I've experienced this myself. Beyond a certain project size, the AI starts breaking more than it fixes. You end up spending more time reverting AI changes than you saved through them.
This isn't a temporary problem that disappears with the next model. Context windows are getting larger, yes – but the complexity of real software grows faster. A Nuxt app with 50+ components, Pinia stores, API routes, and middleware exceeds any current context window when you'd need to consider everything simultaneously.
Tests: The Neglected Safety Net
Perhaps the most critical point: Vibe coding almost never produces tests. And if you don't explicitly ask for them, it stays that way.
Unit tests: The AI writes a utility function but no test for it. Edge cases? Ignored. Null checks? Missing.
Integration tests: Do modules communicate correctly with each other? Does the API work with the actual database, not just a mock? Vibe-coded projects typically have zero coverage here.
End-to-end tests: Does the complete user flow work? From login through data entry to checkout? Without E2E tests, every change is a gamble.

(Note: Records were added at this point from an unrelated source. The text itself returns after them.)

//! Resolved, immutable configuration for one server run.
//!
//! Built once from [`kiln_config::KilnConfig`] before anything starts, so
//! filesystem problems (missing resources, a custom index page without
//! `</head>`) stop the launch instead of surfacing on the first request.

use crate::error::{CliError, Result, ResultExt, ServerConfigError};
use kiln_config::KilnConfig;
use rust_embed::RustEmbed;
use std::borrow::Cow;
use std::collections::BTreeMap;
use std::fmt;
use std::net::{IpAddr, SocketAddr};
use std::path::{Path, PathBuf};
use std::str::FromStr;

pub const SERVER_NAME: &str = "kiln";

#[derive(RustEmbed)]
#[folder = "assets/entrypoint"]
struct EntrypointAssets;

/// Bootstrap script the index page loads.
#[derive(Debug, Clone, Copy, PartialEq, Eq)]
pub enum Entrypoint {
    /// Runs the module and reloads on `reload`.
    Dev,
    /// Runs the module once and reports the result.
    Test,
}

impl Entrypoint {
    pub fn file_name(&self) -> &'static str {
        match self {
            Entrypoint::Dev => "dev.js",
            Entrypoint::Test => "test.js",
        }
    }

    pub fn route(&self) -> String {
        format!("/{}", self.file_name())
    }

    pub fn content(&self) -> Cow<'static, [u8]> {
        EntrypointAssets::get(self.file_name())
            .map(|file| file.data)
            .unwrap_or(Cow::Borrowed(b""))
    }
}

const DEFAULT_INDEX: &str = r#"<!DOCTYPE html>
<html>
  <head>
    <meta charset="utf-8" />
    <meta name="viewport" content="width=device-width, initial-scale=1" />
  </head>
  <body></body>
</html>
"#;

const HEAD_CLOSE: &str = "</head>";

#[derive(Debug, Clone, PartialEq, Eq)]
pub enum IndexPage {
    Default,
    Custom { path: PathBuf, html: String },
}

impl IndexPage {
    /// Read and validate a custom index page.
    pub fn load(path: &Path) -> Result<Self> {
        let html = std::fs::read_to_string(path).with_path(path)?;
        Self::from_html(path, html)
    }

    pub fn from_html(path: &Path, html: String) -> Result<Self> {
        if !html.contains(HEAD_CLOSE) {
            return Err(ServerConfigError::IndexMissingHead(path.to_path_buf()).into());
        }
        Ok(IndexPage::Custom {
            path: path.to_path_buf(),
            html,
        })
    }

    /// The page with a module script for `entrypoint` placed before the first `</head>`.
    pub fn render(&self, entrypoint: Entrypoint) -> String {
        let html = match self {
            IndexPage::Default => DEFAULT_INDEX,
            IndexPage::Custom { html, .. } => html.as_str(),
        };
        inject_script(html, &entrypoint.route())
    }
}

fn inject_script(html: &str, src: &str) -> String {
    let tag = format!(r#"<script type="module" src="{src}"></script>"#);
    match html.find(HEAD_CLOSE) {
        Some(pos) => {
            let mut out = String::with_capacity(html.len() + tag.len());
            out.push_str(&html[..pos]);
            out.push_str(&tag);
            out.push_str(&html[pos..]);
            out
        }
        None => html.to_string(),
    }
}

/// Value of the `Server` header: `<name>/<pid>`.
#[derive(Debug, Clone, PartialEq, Eq)]
pub struct ServerName {
    pub name: String,
    pub pid: u32,
}

impl ServerName {
    pub fn new(pid: u32) -> Self {
        Self {
            name: SERVER_NAME.to_string(),
            pid,
        }
    }
}

impl fmt::Display for ServerName {
    fn fmt(&self, f: &mut fmt::Formatter<'_>) -> fmt::Result {
        write!(f, "{}/{}", self.name, self.pid)
    }
}

impl FromStr for ServerName {
    type Err = CliError;

    fn from_str(s: &str) -> Result<Self> {
        let invalid = || CliError::InvalidArgument(format!("not a kiln server header: {s}"));
        let (name, pid) = s.rsplit_once('/').ok_or_else(invalid)?;
        if name.is_empty() {
            return Err(invalid());
        }
        let pid = pid.parse().map_err(|_| invalid())?;
        Ok(Self {
            name: name.to_string(),
            pid,
        })
    }
}

#[derive(Debug, Clone)]
pub struct ServerConfig {
    pub bind: IpAddr,
    pub port: u16,
    /// Host shown in the local URL.
    pub host: String,
    /// Build output served at `/<file name>`.
    pub artifact: PathBuf,
    /// Directories served from the root path.
    pub resources: Vec<PathBuf>,
    pub index: IndexPage,
    pub entrypoint: Entrypoint,
    /// Process id reported in the `Server` header.
    pub pid: u32,
    /// Served at `/process-info.json`.
    pub env: Option<BTreeMap<String, String>>,
}

impl ServerConfig {
    /// Resolve settings against `root`, checking everything the server will serve.
    pub fn resolve(settings: &KilnConfig, root: &Path, entrypoint: Entrypoint) -> Result<Self> {
        let server = &settings.server;

        let bind: IpAddr = server.bind.parse().map_err(|e: std::net::AddrParseError| {
            ServerConfigError::InvalidBind {
                value: server.bind.clone(),
                reason: e.to_string(),
            }
        })?;

        let artifact = settings
            .build
            .artifact
            .as_ref()
            .map(|p| root.join(p))
            .ok_or(ServerConfigError::MissingArtifact)?;
        if artifact.file_name().is_none() {
            return Err(ServerConfigError::InvalidArtifact(artifact).into());
        }

        let mut resources = Vec::with_capacity(server.resources.len());
        for dir in &server.resources {
            let dir = root.join(dir);
            if !dir.is_dir() {
                return Err(ServerConfigError::ResourceNotDirectory(dir).into());
            }
            resources.push(dir);
        }

        let index = match &server.custom_index_page {
            Some(path) => IndexPage::load(&root.join(path))?,
            None => IndexPage::Default,
        };

        Ok(Self {
            bind,
            port: server.port,
            host: server.display_host(),
            artifact,
            resources,
            index,
            entrypoint,
            pid: std::process::id(),
            env: server.env.clone(),
        })
    }

    pub fn socket_addr(&self) -> SocketAddr {
        SocketAddr::new(self.bind, self.port)
    }

    /// URL path of the artifact, e.g. `/main.wasm`.
    pub fn artifact_route(&self) -> String {
        let name = self
            .artifact
            .file_name()
            .map(|n| n.to_string_lossy().into_owned())
            .unwrap_or_default();
        format!("/{name}")
    }

    pub fn server_name(&self) -> ServerName {
        ServerName::new(self.pid)
    }

    /// Local URL for a listener on `port`.
    pub fn local_url(&self, port: u16) -> String {
        format!("http://{}:{}/", self.host, port)
    }
}

#[cfg(test)]
mod tests {
    use super::*;
    use std::fs;
    use tempfile::TempDir;

    fn settings_with_artifact() -> KilnConfig {
        let mut settings = KilnConfig::default();
        settings.build.artifact = Some(PathBuf::from("out/main.wasm"));
        settings
    }

    #[test]
    fn test_default_index_gets_script_before_head_close() {
        let html = IndexPage::Default.render(Entrypoint::Dev);
        let tag = r#"<script type="module" src="/dev.js"></script>"#;
        assert_eq!(html.matches(tag).count(), 1);
        assert!(html.find(tag).unwrap() < html.find("</head>").unwrap());
        assert!(html.contains(r#"<meta charset="utf-8" />"#));
    }

    #[test]
    fn test_custom_index_injected_once() {
        let page = IndexPage::from_html(
            Path::new("index.html"),
            "<html><head><title>App</title></head><body><!-- </head> --></body></html>".into(),
        )
        .unwrap();

        let html = page.render(Entrypoint::Test);
        let tag = r#"<script type="module" src="/test.js"></script>"#;
        assert_eq!(html.matches(tag).count(), 1);
        assert!(html.contains(&format!("<title>App</title>{tag}</head>")));
    }

    #[test]
    fn test_custom_index_without_head_is_rejected() {
        let err = IndexPage::from_html(Path::new("bad.html"), "<html><body></body></html>".into())
            .unwrap_err();
        assert!(matches!(
            err,
            CliError::ServerConfig(ServerConfigError::IndexMissingHead(_))
        ));
    }

    #[test]
    fn test_resolve_rejects_headless_custom_index() {
        let dir = TempDir::new().unwrap();
        fs::write(dir.path().join("index.html"), "<html><body></body></html>").unwrap();
        let mut settings = settings_with_artifact();
        settings.server.custom_index_page = Some(PathBuf::from("index.html"));

        let err = ServerConfig::resolve(&settings, dir.path(), Entrypoint::Dev).unwrap_err();
        assert!(err.to_string().contains("</head>"));
    }

    #[test]
    fn test_resolve_requires_artifact() {
        let dir = TempDir::new().unwrap();
        let err = ServerConfig::resolve(&KilnConfig::default(), dir.path(), Entrypoint::Dev)
            .unwrap_err();
        assert!(matches!(
            err,
            CliError::ServerConfig(ServerConfigError::MissingArtifact)
        ));
    }

    #[test]
    fn test_resolve_rejects_missing_resource_dir() {
        let dir = TempDir::new().unwrap();
        let mut settings = settings_with_artifact();
        settings.server.resources = vec![PathBuf::from("static")];

        let err = ServerConfig::resolve(&settings, dir.path(), Entrypoint::Dev).unwrap_err();
        assert!(matches!(
            err,
            CliError::ServerConfig(ServerConfigError::ResourceNotDirectory(_))
        ));
    }

    #[test]
    fn test_resolve_derives_host_and_routes() {
        let dir = TempDir::new().unwrap();
        fs::create_dir(dir.path().join("static")).unwrap();
        let mut settings = settings_with_artifact();
        settings.server.resources = vec![PathBuf::from("static")];
        settings.server.port = 9000;

        let config = ServerConfig::resolve(&settings, dir.path(), Entrypoint::Dev).unwrap();
        assert_eq!(config.host, "127.0.0.1");
        assert_eq!(config.artifact_route(), "/main.wasm");
        assert_eq!(config.socket_addr().port(), 9000);
        assert_eq!(config.local_url(9000), "http://127.0.0.1:9000/");
        assert_eq!(config.resources, vec![dir.path().join("static")]);
        assert_eq!(config.pid, std::process::id());
    }

    #[test]
    fn test_resolve_rejects_bad_bind() {
        let dir = TempDir::new().unwrap();
        let mut settings = settings_with_artifact();
        settings.server.bind = "localhost:80".into();

        let err = ServerConfig::resolve(&settings, dir.path(), Entrypoint::Dev).unwrap_err();
        assert!(err.to_string().contains("localhost:80"));
    }

    #[test]
    fn test_server_name_round_trip() {
        let name = ServerName::new(4242);
        assert_eq!(name.to_string(), "kiln/4242");
        assert_eq!("kiln/4242".parse::<ServerName>().unwrap(), name);
        assert!("kiln".parse::<ServerName>().is_err());
        assert!("kiln/abc".parse::<ServerName>().is_err());
        assert!("/12".parse::<ServerName>().is_err());
    }

    #[test]
    fn test_entrypoints_are_embedded() {
        assert!(!Entrypoint::Dev.content().is_empty());
        assert!(!Entrypoint::Test.content().is_empty());
        assert_eq!(Entrypoint::Test.route(), "/test.js");
    }
}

The insidious part: Without tests, the project initially feels more productive. You save the time for test code. But every change becomes a risk. Every new feature can break existing functionality without anyone noticing – until a user complains.
Tests aren't optional. They're the safety net that prevents a working prototype from collapsing at the first refactoring.
Conclusion: AI as Copilot, Not Autopilot
Vibe coding isn't a bad concept. It's a powerful tool for validation and prototyping. But it's no substitute for software engineering.
The distinction is simple: If the code gets thrown away once the idea is validated – vibe coding is fine. If the code goes to production and affects real users – you need a developer who understands, secures, and tests the code.
Karpathy recognized this himself and now speaks of "agentic engineering" – the deliberate use of AI agents under human oversight. The crucial difference: you don't hand off responsibility. You use the AI's speed but maintain control over architecture, security, and quality.
My personal approach: I use AI for scaffolding, boilerplate, and as a sparring partner for solution approaches. But I read every diff. I write tests. And I don't rely on the AI knowing what my application needs – because only I know that.
AI is the best copilot developers have ever had. But a copilot you trust blindly will eventually fly into a mountain.